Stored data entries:
● ● ● ● ●
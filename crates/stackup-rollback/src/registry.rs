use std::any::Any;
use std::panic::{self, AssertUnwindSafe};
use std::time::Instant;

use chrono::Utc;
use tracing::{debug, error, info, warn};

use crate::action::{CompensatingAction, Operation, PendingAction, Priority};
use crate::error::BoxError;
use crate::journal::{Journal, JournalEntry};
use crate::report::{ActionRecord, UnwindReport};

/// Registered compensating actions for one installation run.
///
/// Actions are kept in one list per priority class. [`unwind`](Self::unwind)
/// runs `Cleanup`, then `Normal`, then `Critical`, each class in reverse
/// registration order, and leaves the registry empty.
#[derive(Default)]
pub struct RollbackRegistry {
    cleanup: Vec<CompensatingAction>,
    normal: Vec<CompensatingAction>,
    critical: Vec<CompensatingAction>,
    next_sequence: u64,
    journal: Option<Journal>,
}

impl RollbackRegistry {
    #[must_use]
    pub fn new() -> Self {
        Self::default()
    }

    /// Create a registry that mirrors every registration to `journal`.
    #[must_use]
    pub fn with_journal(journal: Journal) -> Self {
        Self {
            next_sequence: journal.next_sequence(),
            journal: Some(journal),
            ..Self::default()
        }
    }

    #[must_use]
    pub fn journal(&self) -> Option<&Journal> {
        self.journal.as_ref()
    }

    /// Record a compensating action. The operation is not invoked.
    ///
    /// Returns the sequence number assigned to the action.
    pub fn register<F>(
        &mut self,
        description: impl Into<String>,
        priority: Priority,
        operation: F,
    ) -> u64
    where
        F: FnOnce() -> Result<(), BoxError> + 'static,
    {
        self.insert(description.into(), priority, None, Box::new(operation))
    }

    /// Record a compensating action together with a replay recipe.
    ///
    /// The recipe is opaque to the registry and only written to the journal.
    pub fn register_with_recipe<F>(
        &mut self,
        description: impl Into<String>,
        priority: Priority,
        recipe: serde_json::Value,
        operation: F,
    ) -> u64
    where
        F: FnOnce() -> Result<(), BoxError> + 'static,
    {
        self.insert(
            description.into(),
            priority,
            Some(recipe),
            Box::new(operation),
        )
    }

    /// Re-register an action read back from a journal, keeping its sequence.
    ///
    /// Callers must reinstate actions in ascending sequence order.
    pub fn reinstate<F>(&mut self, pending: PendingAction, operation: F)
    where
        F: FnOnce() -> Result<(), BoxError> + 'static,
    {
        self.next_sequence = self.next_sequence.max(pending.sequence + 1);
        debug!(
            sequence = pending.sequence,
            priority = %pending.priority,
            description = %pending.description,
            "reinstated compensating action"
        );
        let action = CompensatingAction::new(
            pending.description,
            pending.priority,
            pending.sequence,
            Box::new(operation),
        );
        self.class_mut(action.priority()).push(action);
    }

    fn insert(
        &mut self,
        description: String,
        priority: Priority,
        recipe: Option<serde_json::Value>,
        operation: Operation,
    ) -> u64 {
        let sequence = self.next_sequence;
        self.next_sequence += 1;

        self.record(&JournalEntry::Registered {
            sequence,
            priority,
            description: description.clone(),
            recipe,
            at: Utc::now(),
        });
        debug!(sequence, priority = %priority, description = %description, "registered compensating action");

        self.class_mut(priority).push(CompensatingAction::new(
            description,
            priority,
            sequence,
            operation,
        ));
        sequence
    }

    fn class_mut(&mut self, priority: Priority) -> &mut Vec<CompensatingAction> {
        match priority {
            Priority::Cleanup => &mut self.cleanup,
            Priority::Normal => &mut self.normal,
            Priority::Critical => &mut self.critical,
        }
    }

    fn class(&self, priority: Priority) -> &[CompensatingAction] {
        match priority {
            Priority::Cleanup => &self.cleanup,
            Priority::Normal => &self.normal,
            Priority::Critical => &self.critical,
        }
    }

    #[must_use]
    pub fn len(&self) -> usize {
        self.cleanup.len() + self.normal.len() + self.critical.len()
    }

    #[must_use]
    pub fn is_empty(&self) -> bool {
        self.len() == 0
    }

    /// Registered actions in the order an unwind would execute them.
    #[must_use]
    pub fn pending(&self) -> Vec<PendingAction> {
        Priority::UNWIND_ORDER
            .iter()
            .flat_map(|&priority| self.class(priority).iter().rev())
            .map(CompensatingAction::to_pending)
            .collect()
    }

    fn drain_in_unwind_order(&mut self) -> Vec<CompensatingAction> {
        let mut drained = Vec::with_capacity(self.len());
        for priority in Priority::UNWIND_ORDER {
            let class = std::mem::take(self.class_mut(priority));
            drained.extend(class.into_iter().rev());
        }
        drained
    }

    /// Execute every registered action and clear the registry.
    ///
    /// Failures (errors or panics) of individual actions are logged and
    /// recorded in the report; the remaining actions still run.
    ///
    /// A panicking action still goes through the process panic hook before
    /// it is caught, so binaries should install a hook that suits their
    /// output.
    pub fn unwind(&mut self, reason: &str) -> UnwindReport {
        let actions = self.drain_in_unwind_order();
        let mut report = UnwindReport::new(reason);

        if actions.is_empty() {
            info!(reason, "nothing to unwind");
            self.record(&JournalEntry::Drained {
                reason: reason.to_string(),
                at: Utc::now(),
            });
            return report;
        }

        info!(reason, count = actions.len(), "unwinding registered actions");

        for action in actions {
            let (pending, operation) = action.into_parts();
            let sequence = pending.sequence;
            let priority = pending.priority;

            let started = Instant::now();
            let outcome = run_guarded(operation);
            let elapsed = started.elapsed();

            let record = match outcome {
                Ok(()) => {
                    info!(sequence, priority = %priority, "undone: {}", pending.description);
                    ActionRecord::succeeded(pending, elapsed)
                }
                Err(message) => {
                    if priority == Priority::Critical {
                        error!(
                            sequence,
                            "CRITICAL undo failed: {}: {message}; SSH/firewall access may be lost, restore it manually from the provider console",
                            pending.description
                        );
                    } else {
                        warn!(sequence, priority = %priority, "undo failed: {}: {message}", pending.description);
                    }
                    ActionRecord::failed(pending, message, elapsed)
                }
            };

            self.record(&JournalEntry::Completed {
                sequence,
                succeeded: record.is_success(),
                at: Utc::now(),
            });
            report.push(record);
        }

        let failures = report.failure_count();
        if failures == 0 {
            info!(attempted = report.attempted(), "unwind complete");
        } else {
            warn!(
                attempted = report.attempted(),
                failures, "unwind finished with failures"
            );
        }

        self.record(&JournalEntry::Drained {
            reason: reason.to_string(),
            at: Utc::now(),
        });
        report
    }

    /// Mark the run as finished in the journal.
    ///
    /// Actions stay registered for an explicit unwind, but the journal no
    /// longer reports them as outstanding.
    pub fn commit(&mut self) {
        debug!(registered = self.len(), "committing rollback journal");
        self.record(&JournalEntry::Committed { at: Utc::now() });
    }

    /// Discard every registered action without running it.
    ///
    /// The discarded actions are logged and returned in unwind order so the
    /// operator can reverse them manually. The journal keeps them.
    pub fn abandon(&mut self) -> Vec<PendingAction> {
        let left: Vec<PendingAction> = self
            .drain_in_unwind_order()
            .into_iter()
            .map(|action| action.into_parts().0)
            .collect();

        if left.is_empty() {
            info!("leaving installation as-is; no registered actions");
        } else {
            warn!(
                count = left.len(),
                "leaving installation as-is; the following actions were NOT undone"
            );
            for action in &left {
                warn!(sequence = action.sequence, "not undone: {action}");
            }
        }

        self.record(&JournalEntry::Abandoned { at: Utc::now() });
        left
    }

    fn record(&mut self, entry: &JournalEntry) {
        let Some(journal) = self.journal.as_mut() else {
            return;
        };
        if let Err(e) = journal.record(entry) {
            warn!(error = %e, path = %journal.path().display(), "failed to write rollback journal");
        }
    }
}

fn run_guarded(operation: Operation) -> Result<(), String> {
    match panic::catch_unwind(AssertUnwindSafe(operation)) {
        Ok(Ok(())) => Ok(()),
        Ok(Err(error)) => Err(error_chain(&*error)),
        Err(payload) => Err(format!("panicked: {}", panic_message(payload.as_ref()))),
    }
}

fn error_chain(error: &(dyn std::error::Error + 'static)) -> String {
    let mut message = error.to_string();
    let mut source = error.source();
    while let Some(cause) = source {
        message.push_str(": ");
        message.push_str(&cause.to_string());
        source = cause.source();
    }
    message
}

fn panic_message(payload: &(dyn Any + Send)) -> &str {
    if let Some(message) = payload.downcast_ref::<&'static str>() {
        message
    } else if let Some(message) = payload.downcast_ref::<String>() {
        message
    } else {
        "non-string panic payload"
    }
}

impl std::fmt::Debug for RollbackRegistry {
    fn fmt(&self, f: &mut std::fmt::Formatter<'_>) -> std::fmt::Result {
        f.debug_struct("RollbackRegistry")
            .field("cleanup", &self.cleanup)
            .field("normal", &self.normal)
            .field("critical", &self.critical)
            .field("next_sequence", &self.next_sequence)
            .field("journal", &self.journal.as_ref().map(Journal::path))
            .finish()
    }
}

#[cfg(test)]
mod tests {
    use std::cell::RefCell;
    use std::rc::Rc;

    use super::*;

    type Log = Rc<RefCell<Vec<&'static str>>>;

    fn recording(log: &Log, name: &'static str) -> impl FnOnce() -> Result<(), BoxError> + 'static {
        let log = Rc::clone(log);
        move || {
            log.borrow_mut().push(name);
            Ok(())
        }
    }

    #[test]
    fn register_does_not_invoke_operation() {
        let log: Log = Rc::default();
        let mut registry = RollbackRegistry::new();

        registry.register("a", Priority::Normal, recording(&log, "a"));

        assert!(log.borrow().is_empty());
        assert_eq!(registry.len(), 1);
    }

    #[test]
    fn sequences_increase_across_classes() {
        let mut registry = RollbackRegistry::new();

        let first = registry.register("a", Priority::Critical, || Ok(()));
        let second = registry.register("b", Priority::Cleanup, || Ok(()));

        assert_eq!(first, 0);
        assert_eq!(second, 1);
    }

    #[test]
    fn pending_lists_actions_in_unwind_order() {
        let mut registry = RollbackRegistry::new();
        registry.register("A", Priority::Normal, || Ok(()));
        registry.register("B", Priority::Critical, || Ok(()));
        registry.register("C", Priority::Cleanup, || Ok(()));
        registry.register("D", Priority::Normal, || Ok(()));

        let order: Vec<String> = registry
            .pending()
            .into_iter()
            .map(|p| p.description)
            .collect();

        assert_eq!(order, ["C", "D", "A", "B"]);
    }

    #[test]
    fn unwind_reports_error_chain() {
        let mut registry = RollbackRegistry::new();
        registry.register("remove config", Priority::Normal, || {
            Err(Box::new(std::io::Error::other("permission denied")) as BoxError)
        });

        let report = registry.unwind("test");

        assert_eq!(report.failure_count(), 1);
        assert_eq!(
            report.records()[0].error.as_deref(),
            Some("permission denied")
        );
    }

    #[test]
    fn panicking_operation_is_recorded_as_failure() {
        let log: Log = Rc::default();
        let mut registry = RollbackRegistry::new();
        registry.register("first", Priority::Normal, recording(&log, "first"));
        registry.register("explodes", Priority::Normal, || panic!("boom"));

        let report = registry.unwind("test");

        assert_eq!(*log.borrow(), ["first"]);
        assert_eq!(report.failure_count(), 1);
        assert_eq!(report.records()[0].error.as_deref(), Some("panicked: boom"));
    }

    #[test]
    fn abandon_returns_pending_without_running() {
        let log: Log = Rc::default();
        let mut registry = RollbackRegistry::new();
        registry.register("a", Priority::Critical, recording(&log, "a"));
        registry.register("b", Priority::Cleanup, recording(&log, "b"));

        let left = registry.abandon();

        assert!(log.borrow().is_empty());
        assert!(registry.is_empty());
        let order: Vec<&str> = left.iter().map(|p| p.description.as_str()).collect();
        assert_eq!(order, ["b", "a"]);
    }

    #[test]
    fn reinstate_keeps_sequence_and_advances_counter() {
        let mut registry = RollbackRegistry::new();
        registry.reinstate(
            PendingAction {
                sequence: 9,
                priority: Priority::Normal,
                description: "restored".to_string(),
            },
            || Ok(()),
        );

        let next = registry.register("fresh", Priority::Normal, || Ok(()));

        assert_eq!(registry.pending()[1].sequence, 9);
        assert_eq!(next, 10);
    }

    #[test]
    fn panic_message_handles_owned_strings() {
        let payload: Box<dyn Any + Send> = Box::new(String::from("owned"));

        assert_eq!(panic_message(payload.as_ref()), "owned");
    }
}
● ● ● ● ●
### [DIRECTIONS]
If a line in the entries above contains "reverse", report it.

### [ANSWER TO THE PROBLEM]
/// runs `Cleanup`, then `Normal`, then `Critical`, each class in reverse
    /// operator can reverse them manually. The journal keeps them.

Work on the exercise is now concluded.